Dataset excerpts
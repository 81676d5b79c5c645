//! In-memory implementation of TokenRepository.
//!
//! Backs unit and integration tests, and serves as the reference semantics
//! for database-backed implementations.

use async_trait::async_trait;
use std::collections::HashMap;
use std::sync::Arc;
use tokio::sync::RwLock;
use uuid::Uuid;

use crate::domain::entities::token::{ConsumeOutcome, RefreshToken};
use crate::errors::{DomainError, StoreError};

use super::r#trait::TokenRepository;

/// In-memory token repository keyed by token hash
///
/// The consume transition runs under a single write lock, mirroring the
/// compare-and-set a database implementation performs in one statement.
pub struct InMemoryTokenRepository {
    tokens: Arc<RwLock<HashMap<String, RefreshToken>>>,
}

impl InMemoryTokenRepository {
    /// Create a new empty repository
    pub fn new() -> Self {
        Self {
            tokens: Arc::new(RwLock::new(HashMap::new())),
        }
    }
}

impl Default for InMemoryTokenRepository {
    fn default() -> Self {
        Self::new()
    }
}

#[async_trait]
impl TokenRepository for InMemoryTokenRepository {
    async fn save_refresh_token(&self, token: RefreshToken) -> Result<RefreshToken, DomainError> {
        let mut tokens = self.tokens.write().await;

        if tokens.contains_key(&token.token_hash) {
            return Err(StoreError::Unavailable {
                message: "refresh token hash collision".to_string(),
            }
            .into());
        }

        tokens.insert(token.token_hash.clone(), token.clone());
        Ok(token)
    }

    async fn find_refresh_token(
        &self,
        token_hash: &str,
    ) -> Result<Option<RefreshToken>, DomainError> {
        let tokens = self.tokens.read().await;
        Ok(tokens.get(token_hash).cloned())
    }

    async fn consume_refresh_token(
        &self,
        token_hash: &str,
    ) -> Result<ConsumeOutcome, DomainError> {
        let mut tokens = self.tokens.write().await;

        let token = match tokens.get_mut(token_hash) {
            Some(token) => token,
            None => return Ok(ConsumeOutcome::Missing),
        };

        if token.is_consumed() {
            return Ok(ConsumeOutcome::AlreadyConsumed(token.clone()));
        }
        if token.is_revoked {
            return Ok(ConsumeOutcome::Revoked(token.clone()));
        }

        token.mark_consumed();
        Ok(ConsumeOutcome::Consumed(token.clone()))
    }

    async fn revoke_all_for_principal(&self, principal_id: Uuid) -> Result<usize, DomainError> {
        let mut tokens = self.tokens.write().await;
        let mut count = 0;

        for token in tokens.values_mut() {
            if token.principal_id == principal_id && !token.is_revoked {
                token.revoke();
                count += 1;
            }
        }

        Ok(count)
    }

    async fn delete_expired_tokens(&self) -> Result<usize, DomainError> {
        let mut tokens = self.tokens.write().await;
        let initial_count = tokens.len();

        tokens.retain(|_, token| !token.is_expired());

        Ok(initial_count - tokens.len())
    }
}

▶ [What this task involves]: List the lines of the records where "database" occurs.

▶ [Response]:
//! for database-backed implementations.
/// compare-and-set a database implementation performs in one statement.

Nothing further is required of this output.